As promised I finished my weekend project by Tuesday. In fact, I was ahead of schedule and had it finished by Sunday evening just before dinner. Unfortunately, I am getting my Tuesday post up today, so here it goes. My turn-an-old-dirty-broken-up-pallet-into-a-vertical-herb-garden. Phew, long name.
I will tease you with the pots of herbs sitting on the table above. I chose a few standard varieties that I tend to use frequently when I cook and then a few new ones to my kitchen. I felt adventurous being this was a project. So, I went with it.
When selecting a pallet for repurposing, find one that is structurally sound and the size you want for your planned space. Dust it off with a rag and sand down rough edges and nail loose pieces if necessary. I had to nail only one small piece that was splintering off and felt it was needed to keep that particular board looking good. You judge how rustic or clean looking you want it to be and work along those lines.
I also wanted to paint mine a nice weathered rustic red. That did NOT happen. First it was pink! YUCK and a big fat no! Then I used paint from a previous project that was called magnificent red and it should have been called tomato red. Way to red and shiny. Although in the picture below it looks more orange-red than it really was. Too bad it wasn’t really that color or I would have left it alone.
One more trip to the hardware store and I came a bit closer to my desired color. It is bright, but I know reds tend to fade quickly and it will definitely weather being outside. Here is what it ended up looking like after three attempts.
Next, I had ordered these pot hangers since they seemed to be exactly what I would need and could hang just about anywhere. They were one screw in and done! Just as fast as the ads promised! Love when that happens. Don’t you?
Make sure to lay out the hangers while the pallet is flat on the ground before you attach them. You’ll get a visual as to where your plants will go. Take into consideration the height each herb will be at maturity when choosing its placement so you garden won’t be too top heavy in appearance.
Once the pallet was secure, I took my herbs and slipped each one into their designated hanger. I used terra-cotta pots because they hold onto the water longer and each has a hole in the bottom for proper drainage. When you plant in a bottomless pot, it will tend to dry out quickly. The terra-cotta pot helps retain the moisture and being placed right outside my kitchen makes for an easy reminder to water it daily.
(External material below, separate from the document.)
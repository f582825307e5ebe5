pub mod backend;
pub mod key_details_loader;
A few more pretty herb pictures so you can see them up close. I planted lemon thyme (below) and German thyme. I use a lot of thyme and the citrus flavor of the lemon variety will work well in dressings and many other recipes.
I picked this purple sage (below) becasuse it was pretty. Really, that’s why I chose it. Sage is an herb I also tend to use often and since my mother-in-law already has a ton of it in her rock garden, I went with color for my garden.
Then I couldn’t resist picking up some chocolate mint (below). Yes, that is correct, chocolate mint! It smells as good as you would imagine. I keep picking at the leaves and smelling them! The next step is to figure out how to get them into a cookie or brownie recipe. Got any good chocolate mint recipes????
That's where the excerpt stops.